Real High Pressure X-ray Photoelectron Spectroscopy
- Reference number
- ITM17-0034
- Start and end dates
- 190101-210630
- Amount granted
- 4 842 341 SEK
- Administrative organization
- Stockholm University
- Research area
- Materials Science and Technology
Summary
The project aims to take a major leap in the development of the technique of x-ray photoelectron spectroscopy and to make it possible to investigate atomic-level information of surface chemical reactions that take place at real industrial processes. In order to achieve this goal we will 1. develop a system that is capable to investigate the solid gas interface at temperatures of 500°C and pressures of 10 bar, which is 3 orders of magnitude higher in pressure than what is today generally implemented. 2. Develop an interface sensitive electrochemical system with full electrochemical control. Together with three industrial partners and one future postdoctoral researcher, we will systematically develop the systems starting from the initial design phase, to manufacturing and showing the applicability of the devices. We judge the development to be of high risk, but if becoming successful of enormous gain. The systems will be interesting to future synchrotron radiation users as well as industrial partners and will not only be restricted to catalysis, but will also be applicable to other material sciences. At the end of the project we expect commercialisation of system 1 by Scienta Omicron. We see Haldor Topsoe and Permascand as long-term users (10+ years) to develop future catalyst materials for the chemical industry. If successful, this will open a new pathway into rational catalyst design, leading to more efficient and more selective materials for industrial chemical industry.
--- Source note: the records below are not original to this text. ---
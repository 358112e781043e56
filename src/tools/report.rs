//! Tool reports and the shared text formatting used by them

use crate::nodes::{NodeProbe, available_count, best};
use rmcp::model::{CallToolResult, Content};
use std::fmt::Write;

/// Human-readable result of one operation plus its error flag
#[derive(Debug, Clone, PartialEq, Eq)]
pub struct ToolReport {
    text: String,
    is_error: bool,
}

impl ToolReport {
    pub fn success(text: impl Into<String>) -> Self {
        Self {
            text: text.into(),
            is_error: false,
        }
    }

    pub fn failure(text: impl Into<String>) -> Self {
        Self {
            text: text.into(),
            is_error: true,
        }
    }

    pub fn text(&self) -> &str {
        &self.text
    }

    pub fn is_error(&self) -> bool {
        self.is_error
    }

    /// Convert into a tool result; failures become tool errors, not
    /// protocol errors
    pub fn into_call_result(self) -> CallToolResult {
        let content = vec![Content::text(self.text)];
        if self.is_error {
            CallToolResult::error(content)
        } else {
            CallToolResult::success(content)
        }
    }
}

/// Ranked probe table, optionally cut to the first `limit` rows
pub(crate) fn ranked_table(probes: &[NodeProbe], limit: Option<usize>) -> String {
    let mut out = String::new();
    let _ = writeln!(
        out,
        "  {:>3}  {:<40} {:<12} {:>8}",
        "#", "Node", "Type", "Delay"
    );
    let shown = limit.unwrap_or(probes.len()).min(probes.len());

    for (index, probe) in probes.iter().take(shown).enumerate() {
        let grade = probe
            .outcome
            .grade()
            .map(|g| format!("  {}", g.as_str()))
            .unwrap_or_default();
        let _ = writeln!(
            out,
            "  {:>3}. {:<40} {:<12} {:>8}{}",
            index + 1,
            probe.name,
            probe.kind,
            probe.outcome.to_string(),
            grade
        );
    }

    if shown < probes.len() {
        let _ = writeln!(out, "  ... and {} more", probes.len() - shown);
    }
    out
}

/// `k/N nodes available | Best: X (Nms)` for an already ranked list
pub(crate) fn availability_line(ranked: &[NodeProbe]) -> String {
    let mut line = format!("{}/{} nodes available", available_count(ranked), ranked.len());
    if let Some(top) = best(ranked) {
        let _ = write!(line, " | Best: {} ({})", top.name, top.outcome);
    }
    line
}

/// Bulleted member list used as a hint after a failed switch
pub(crate) fn member_hint<'a>(group: &str, members: impl IntoIterator<Item = &'a str>) -> String {
    let mut out = format!("Available nodes in [{}]:", group);
    let mut any = false;
    for member in members {
        any = true;
        let _ = write!(out, "\n  - {}", member);
    }
    if !any {
        out.push_str("\n  (none)");
    }
    out
}
//! clashpilot binary
//!
//! Serves the proxy tools over stdio, or runs a single operation from the
//! command line.

use clap::Parser;
use clashpilot::cli::{Cli, Command, generate_config_template};
use clashpilot::config::Config;
use clashpilot::handlers::{self, AppState};
use clashpilot::metrics::ToolName;
use clashpilot::telemetry;
use clashpilot::tools::{self, ToolReport, best, nodes, params, profile, status, switch};
use std::path::Path;
use std::sync::Arc;

#[tokio::main]
async fn main() -> Result<(), Box<dyn std::error::Error>> {
    let cli = Cli::parse();

    // Template generation needs no config or daemon
    if let Some(Command::Config { output }) = &cli.command {
        let template = generate_config_template();
        match output {
            Some(path) => {
                std::fs::write(path, template)?;
                eprintln!("Wrote configuration template to {}", path);
            }
            None => print!("{}", template),
        }
        return Ok(());
    }

    let config = Config::load(cli.config.as_deref().map(Path::new))?;
    telemetry::init(&config.observability.log_level);
    for var in config.env_overrides() {
        tracing::debug!(variable = %var, "Daemon setting overridden from environment");
    }

    let listen = config.metrics.listen;
    let state = AppState::new(Arc::new(config))?;
    tracing::debug!(daemon = %state.client().base_url(), "Daemon client ready");

    let report = match cli.command.unwrap_or(Command::Serve) {
        Command::Serve => {
            if let Some(addr) = listen {
                let side = state.clone();
                tokio::spawn(async move {
                    if let Err(e) = handlers::serve(side, addr).await {
                        tracing::error!(error = %e, "Observability listener stopped");
                    }
                });
            }
            tools::serve_stdio(state).await?;
            return Ok(());
        }
        Command::Status => {
            tools::guarded(&state, ToolName::Status, |state| async move {
                status::run(&state).await
            })
            .await
        }
        Command::Nodes => {
            tools::guarded(&state, ToolName::ListNodes, |state| async move {
                nodes::list(&state).await
            })
            .await
        }
        Command::Test { timeout_ms, url } => {
            let params = params::TestAllParams { timeout_ms, url };
            tools::guarded(&state, ToolName::TestAll, |state| async move {
                nodes::test_all(&state, params).await
            })
            .await
        }
        Command::Switch { node, group } => {
            let params = params::SwitchNodeParams { node, group };
            tools::guarded(&state, ToolName::SwitchNode, |state| async move {
                switch::run(&state, params).await
            })
            .await
        }
        Command::Best {
            group,
            timeout_ms,
            url,
        } => {
            let params = params::SelectBestParams {
                group,
                timeout_ms,
                url,
            };
            tools::guarded(&state, ToolName::SelectBest, |state| async move {
                best::run(&state, params).await
            })
            .await
        }
        Command::SwitchProfile { profile: query } => {
            let params = params::SwitchProfileParams { profile: query };
            tools::guarded(&state, ToolName::SwitchProfile, |state| async move {
                profile::switch(&state, params).await
            })
            .await
        }
        Command::Config { .. } => return Ok(()),
    };

    exit_with(report)
}

fn exit_with(report: ToolReport) -> Result<(), Box<dyn std::error::Error>> {
    println!("{}", report.text().trim_end());
    if report.is_error() {
        std::process::exit(1);
    }
    Ok(())
}
//! Integration tests for the status, list, test-all and switch reports
//!
//! Each operation runs against a wiremock daemon and the resulting text
//! report and error flag are checked.

use clashpilot::config::Config;
use clashpilot::handlers::AppState;
use clashpilot::metrics::{Outcome, ToolName};
use clashpilot::nodes::{DelayProber, ProbeOptions, ProbeOutcome};
use clashpilot::tools::params::{SwitchNodeParams, TestAllParams};
use clashpilot::tools::{self, nodes, status, switch};
use serde_json::json;
use std::sync::Arc;
use wiremock::{
    Mock, MockServer, ResponseTemplate,
    matchers::{body_json, method, path, query_param},
};

fn create_test_state(mock_url: &str) -> AppState {
    let toml = format!(
        r#"
[daemon]
api_url = "{mock_url}"
request_timeout_seconds = 5

[probe]
timeout_ms = 800
default_group = "Proxies"

[status]
key_groups = ["Proxies", "GLOBAL", "Streaming"]
"#
    );
    let config: Config = toml.parse().expect("should parse TOML config");
    AppState::new(Arc::new(config)).expect("state should build")
}

fn table() -> serde_json::Value {
    json!({
        "proxies": {
            "GLOBAL": { "name": "GLOBAL", "type": "Selector", "now": "Proxies", "all": ["Proxies", "DIRECT"] },
            "Proxies": { "name": "Proxies", "type": "Selector", "now": "HK 01", "all": ["HK 01", "JP 02", "剩余流量：10GB"] },
            "HK 01": { "name": "HK 01", "type": "Vmess", "history": [{ "time": "t", "delay": 88 }] },
            "JP 02": { "name": "JP 02", "type": "Trojan", "history": [{ "time": "t", "delay": 0 }] },
            "剩余流量：10GB": { "name": "剩余流量：10GB", "type": "Shadowsocks" },
            "DIRECT": { "name": "DIRECT", "type": "Direct" },
            "REJECT": { "name": "REJECT", "type": "Reject" }
        }
    })
}

async fn mount_table(server: &MockServer) {
    Mock::given(method("GET"))
        .and(path("/proxies"))
        .respond_with(ResponseTemplate::new(200).set_body_json(table()))
        .mount(server)
        .await;
}

// ─────────────────────────────────────────────────────────────────────────────
// Status
// ─────────────────────────────────────────────────────────────────────────────

#[tokio::test]
async fn test_status_report_shows_daemon_and_key_groups() {
    let server = MockServer::start().await;
    mount_table(&server).await;
    Mock::given(method("GET"))
        .and(path("/version"))
        .respond_with(
            ResponseTemplate::new(200).set_body_json(json!({ "version": "v1.18.1", "meta": true })),
        )
        .mount(&server)
        .await;
    Mock::given(method("GET"))
        .and(path("/configs"))
        .respond_with(ResponseTemplate::new(200).set_body_json(json!({
            "mode": "rule",
            "mixed-port": 7890,
            "tun": { "enable": true, "device": "utun9" }
        })))
        .mount(&server)
        .await;

    let state = create_test_state(&server.uri());
    let report = status::run(&state).await;

    assert!(!report.is_error(), "report: {}", report.text());
    let text = report.text();
    assert!(text.contains("mihomo v1.18.1"));
    assert!(text.contains("rule"));
    assert!(text.contains("7890"));
    assert!(text.contains("ON (utun9)"));
    assert!(text.contains("Proxies"));
    assert!(text.contains("HK 01"));
    // Configured but absent from the table
    assert!(!text.contains("Streaming"));
}

#[tokio::test]
async fn test_status_reports_upstream_failure() {
    let server = MockServer::start().await;
    mount_table(&server).await;
    Mock::given(method("GET"))
        .and(path("/version"))
        .respond_with(ResponseTemplate::new(401).set_body_string("Unauthorized"))
        .mount(&server)
        .await;
    Mock::given(method("GET"))
        .and(path("/configs"))
        .respond_with(ResponseTemplate::new(401).set_body_string("Unauthorized"))
        .mount(&server)
        .await;

    let state = create_test_state(&server.uri());
    let report = status::run(&state).await;

    assert!(report.is_error());
    assert!(report.text().contains("401"), "report: {}", report.text());
}

// ─────────────────────────────────────────────────────────────────────────────
// List and test-all
// ─────────────────────────────────────────────────────────────────────────────

#[tokio::test]
async fn test_list_excludes_groups_and_info_entries() {
    let server = MockServer::start().await;
    mount_table(&server).await;

    let state = create_test_state(&server.uri());
    let report = nodes::list(&state).await;

    assert!(!report.is_error());
    let text = report.text();
    assert!(text.starts_with("2 eligible nodes"), "report: {}", text);
    assert!(text.contains("88ms"));
    assert!(!text.contains("剩余流量"));
    assert!(text.contains("Groups (2):"));
}

#[tokio::test]
async fn test_all_probes_only_eligible_nodes() {
    let server = MockServer::start().await;
    mount_table(&server).await;
    Mock::given(method("GET"))
        .and(path("/proxies/HK%2001/delay"))
        .and(query_param("timeout", "800"))
        .respond_with(ResponseTemplate::new(200).set_body_json(json!({ "delay": 210 })))
        .expect(1)
        .mount(&server)
        .await;
    Mock::given(method("GET"))
        .and(path("/proxies/JP%2002/delay"))
        .respond_with(ResponseTemplate::new(408).set_body_json(json!({ "message": "Timeout" })))
        .expect(1)
        .mount(&server)
        .await;
    // Groups, built-ins and placeholders are never probed
    for node in ["DIRECT", "REJECT", "Proxies", "GLOBAL"] {
        Mock::given(method("GET"))
            .and(path(format!("/proxies/{}/delay", node)))
            .respond_with(ResponseTemplate::new(200).set_body_json(json!({ "delay": 1 })))
            .expect(0)
            .mount(&server)
            .await;
    }

    let state = create_test_state(&server.uri());
    let report = nodes::test_all(&state, TestAllParams::default()).await;

    assert!(!report.is_error());
    let text = report.text();
    assert!(text.starts_with("Tested 2 nodes"), "report: {}", text);
    assert!(text.contains("1/2 nodes available | Best: HK 01 (210ms)"));
    assert!(text.contains("timeout"));
    assert!(text.contains("210ms"));
}

#[tokio::test]
async fn test_all_rejects_out_of_range_timeout() {
    let server = MockServer::start().await;
    Mock::given(method("GET"))
        .respond_with(ResponseTemplate::new(200))
        .expect(0)
        .mount(&server)
        .await;

    let state = create_test_state(&server.uri());
    let params = TestAllParams {
        timeout_ms: Some(120_000),
        url: None,
    };
    let report = nodes::test_all(&state, params).await;

    assert!(report.is_error());
    assert!(report.text().starts_with("Invalid arguments"));
}

#[tokio::test]
async fn test_malformed_delay_body_counts_as_unreachable() {
    let server = MockServer::start().await;
    Mock::given(method("GET"))
        .and(path("/proxies/X/delay"))
        .respond_with(ResponseTemplate::new(200).set_body_json(json!({})))
        .expect(1)
        .mount(&server)
        .await;
    Mock::given(method("GET"))
        .and(path("/proxies/Y/delay"))
        .respond_with(ResponseTemplate::new(200).set_body_string("not json"))
        .expect(1)
        .mount(&server)
        .await;

    let state = create_test_state(&server.uri());
    let options = ProbeOptions::new(800, "https://www.gstatic.com/generate_204");

    assert_eq!(
        state.client().probe("X", &options).await,
        ProbeOutcome::Unreachable
    );
    assert_eq!(
        state.client().probe("Y", &options).await,
        ProbeOutcome::Unreachable
    );
}

// ─────────────────────────────────────────────────────────────────────────────
// Switch
// ─────────────────────────────────────────────────────────────────────────────

#[tokio::test]
async fn test_switch_sends_node_name_verbatim() {
    let server = MockServer::start().await;
    Mock::given(method("PUT"))
        .and(path("/proxies/Proxies"))
        .and(body_json(json!({ "name": " HK 01 " })))
        .respond_with(ResponseTemplate::new(204))
        .expect(1)
        .mount(&server)
        .await;
    Mock::given(method("GET"))
        .and(path("/proxies/%20HK%2001%20/delay"))
        .respond_with(ResponseTemplate::new(200).set_body_json(json!({ "delay": 77 })))
        .expect(1)
        .mount(&server)
        .await;

    let state = create_test_state(&server.uri());
    let params = SwitchNodeParams {
        node: " HK 01 ".to_string(),
        group: None,
    };
    let report = switch::run(&state, params).await;

    assert!(!report.is_error(), "report: {}", report.text());
    assert!(report.text().contains("Delay: 77ms"));
}

#[tokio::test]
async fn test_switch_reports_delay_of_new_node() {
    let server = MockServer::start().await;
    Mock::given(method("PUT"))
        .and(path("/proxies/Proxies"))
        .and(body_json(json!({ "name": "JP 02" })))
        .respond_with(ResponseTemplate::new(204))
        .expect(1)
        .mount(&server)
        .await;
    Mock::given(method("GET"))
        .and(path("/proxies/JP%2002/delay"))
        .respond_with(ResponseTemplate::new(200).set_body_json(json!({ "delay": 64 })))
        .mount(&server)
        .await;

    let state = create_test_state(&server.uri());
    let params = SwitchNodeParams {
        node: "JP 02".to_string(),
        group: None,
    };
    let report = switch::run(&state, params).await;

    assert!(!report.is_error());
    assert_eq!(report.text(), "Switched [Proxies] -> JP 02\n  Delay: 64ms");
    assert_eq!(state.metrics().probe_count(true), 1);
}

#[tokio::test]
async fn test_switch_warns_when_new_node_is_unreachable() {
    let server = MockServer::start().await;
    Mock::given(method("PUT"))
        .and(path("/proxies/GLOBAL"))
        .respond_with(ResponseTemplate::new(204))
        .mount(&server)
        .await;
    Mock::given(method("GET"))
        .and(path("/proxies/DIRECT/delay"))
        .respond_with(ResponseTemplate::new(504))
        .mount(&server)
        .await;

    let state = create_test_state(&server.uri());
    let params = SwitchNodeParams {
        node: "DIRECT".to_string(),
        group: Some("GLOBAL".to_string()),
    };
    let report = switch::run(&state, params).await;

    assert!(!report.is_error());
    assert!(report.text().contains("Warning: node may not be reachable"));
}

#[tokio::test]
async fn test_switch_failure_lists_eligible_members() {
    let server = MockServer::start().await;
    mount_table(&server).await;
    Mock::given(method("PUT"))
        .and(path("/proxies/Proxies"))
        .respond_with(
            ResponseTemplate::new(400)
                .set_body_string(r#"{"message":"Selector update error: proxy not exist"}"#),
        )
        .mount(&server)
        .await;
    Mock::given(method("GET"))
        .and(path("/proxies/Proxies"))
        .respond_with(
            ResponseTemplate::new(200).set_body_json(table()["proxies"]["Proxies"].clone()),
        )
        .mount(&server)
        .await;

    let state = create_test_state(&server.uri());
    let params = SwitchNodeParams {
        node: "KR 09".to_string(),
        group: None,
    };
    let report = switch::run(&state, params).await;

    assert!(report.is_error());
    let text = report.text();
    assert!(text.contains("Error switching [Proxies] -> KR 09"));
    assert!(text.contains("HTTP 400"));
    assert!(text.contains("proxy not exist"));
    assert!(text.contains("  - HK 01\n  - JP 02"));
    assert!(!text.contains("剩余流量"));
}

#[tokio::test]
async fn test_switch_into_missing_group_says_so() {
    let server = MockServer::start().await;
    Mock::given(method("PUT"))
        .and(path("/proxies/Nope"))
        .respond_with(ResponseTemplate::new(404).set_body_json(json!({ "message": "resource not found" })))
        .mount(&server)
        .await;
    Mock::given(method("GET"))
        .and(path("/proxies/Nope"))
        .respond_with(ResponseTemplate::new(404).set_body_json(json!({ "message": "resource not found" })))
        .mount(&server)
        .await;

    let state = create_test_state(&server.uri());
    let params = SwitchNodeParams {
        node: "HK 01".to_string(),
        group: Some("Nope".to_string()),
    };
    let report = switch::run(&state, params).await;

    assert!(report.is_error());
    assert!(report.text().contains("HTTP 404"));
    assert!(
        report.text().contains("(group [Nope] does not exist)"),
        "report: {}",
        report.text()
    );
}

#[tokio::test]
async fn test_switch_rejects_empty_node() {
    let server = MockServer::start().await;
    Mock::given(method("PUT"))
        .respond_with(ResponseTemplate::new(204))
        .expect(0)
        .mount(&server)
        .await;

    let state = create_test_state(&server.uri());
    let params = SwitchNodeParams {
        node: "   ".to_string(),
        group: None,
    };
    let report = switch::run(&state, params).await;

    assert!(report.is_error());
}

// ─────────────────────────────────────────────────────────────────────────────
// Operation boundary
// ─────────────────────────────────────────────────────────────────────────────

#[tokio::test]
async fn test_unreachable_daemon_yields_error_report() {
    // Nothing listens on the discard port
    let state = create_test_state("http://127.0.0.1:9");
    let report = tools::guarded(&state, ToolName::ListNodes, |state| async move {
        nodes::list(&state).await
    })
    .await;

    assert!(report.is_error());
    assert!(report.text().starts_with("Error: cannot fetch proxies"));
    assert_eq!(
        state
            .metrics()
            .tool_call_count(ToolName::ListNodes, Outcome::Failure),
        1
    );
}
Popular science description
Catalyst materials help in transforming one molecular species to an-other. This happens for example in a car exhaust system where poisonous carbon monoxide (CO) is converted to environmental less harmful carbon dioxide (CO2). Interestingly the catalyst material is thereby not consumed but just facilitates the reaction. The process of making ammonia over iron catalysts that leads to fertilizers for agriculture and food production was judged to be the biggest discovery of mankind. Without this process around 2 billion people would starve to death having no access to food. It has been estimated that more than 90% of all these industrial chemicals, is dependent on the availability of suitable catalysts, and that about 60% of all processes in the chemical industry rely on catalysis. Most of todays interesting chemical transformation happen at high temperatures and high pressures of 10 bar and beyond. It is remarkable that no measurements on the atomic level catalytic surface chemical reaction have been done up to date, meaning that a multi billion-dollar industry lacks of detailed understanding necessary for process optimization. With our attempt we push forward in experimental technique development trying to investigate the atomistic structure under real industrial conditions. We initially involve with three industrial partners to develop two systems for different fields in catalysis, i.e., (i) to probe the solid-gas interphase at high pressures and high temperatures and (ii) to probe the solid-liquid interphase for electrochemical applications. This will be only possible taking advantage of modern x-ray light sources, which can deliver high power into small spatial volumes and exist, e.g., at MAXIV in Lund in southern Sweden. It will be based on the technique of x-ray photoelectron spectroscopy. In this technique x-rays interact with the catalytic material and create free electrons. Investigating these electrons gives scientists useful chemical information on the processes occurring on the surfaces while a reaction takes place. If successful, the developed instrumentation will help to not only investigate catalyst materials but also contribute to breakthroughs in other fields of science as material design and corrosion. We can envision that atomic-level investigation of real industrial processes will allow for process optimization and may have a tremendous impact on today’s industrial landscape.